Examples of sugars that aren’t healthful:
- White tables sugar, brown sugar and turbinado sugar contain almost no micronutrients and no fibre or water to slow down the inflammatory insulin response. This is why eating a cookie or chocolate bar is totally different to eating a piece of fruit, even though the sugar itself is also made from glucose and fructose.
- High fructose corn syrup also contains no micronutrients, however, the way it affects our body’s is far more sinister than white table sugar. HFCS has been associated with a myriad of health problems such as fatty liver disease, increased LDL cholesterol and arterial damage. It has even been show to be contaminated with mercury. HFCS is often the sugar used in sodas which is dangerous because drinking sugar is far more harmful that eating it. Again, this relates to the lack of fibre and the fact that people don’t compensate by eating less despite drinking an extremely calorific and sweet drink. In fact, studies have shown that people are driven to consume even more food than they would if the sugary drink wasn’t consumed.
- Artificial sweeteners and sugar alcohols such as aspartame, saccharin, sucralose, xylitol and sorbitol are often used by diabetic people because they are low on the glycemic index so have less affect on your insulin response. Many people report gastro distress upon consuming these sweeteners and studies show a negative affect on our microbiota. These sweeteners can (ironically) cause glucose intolerance, alter the hormones associated with appetite control, impair neurological function and cause metabolic changes in the baby of a pregnant mother. They have not even been proven to help weight loss (assumedly why many people consume them), so really have no upsides at all.

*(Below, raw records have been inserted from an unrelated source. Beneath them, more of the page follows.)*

use crate::cmd_calendar::{CmdBacklog, CmdCalendar};
use crate::cmd_category::{CmdCategoryDelete, CmdCategoryList, CmdCategoryNew, CmdCategoryRename};
use crate::cmd_content::{
    CmdContentDelete, CmdContentEdit, CmdContentList, CmdContentNew, CmdContentShow,
};
use crate::cmd_dashboard::CmdDashboard;
use crate::cmd_generate_completion::CmdGenerateCompletion;
use crate::cmd_schedule::{CmdAdvance, CmdSchedule, CmdUnschedule};
use crate::cmd_session::{CmdLogin, CmdLogout};
use crate::cmd_toplevel::CmdFlush;
use crate::config::parse_config;

/// Command-line interface
#[derive(Debug)]
pub struct Cli {
    /// Path to the configuration file
    pub config: Option<PathBuf>,

    /// The command to execute
    pub command: Commands,
}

As with all nutrition advice, there’s no one size fits all answer. If you are someone suffering from diabetes or blood sugar dysregulation, even fruit may negatively impact you. In this case it’s best to choose low glycemic fruits such as blueberries and cranberries, rather than mangoes or peaches. There is actually a study on how blueberries can help increase insulin sensitivity! Click here to access the study: https://www.ncbi.nlm.nih.gov/pmc/articles/PMC5187542/
People with candida may also want to limit fruit intake as sugar will only feed the yeast. The same goes for those suffering from dysbiosis. However, it’s clear that not all sugar is created equal and fruit is by far the most healthful way to consume sugar!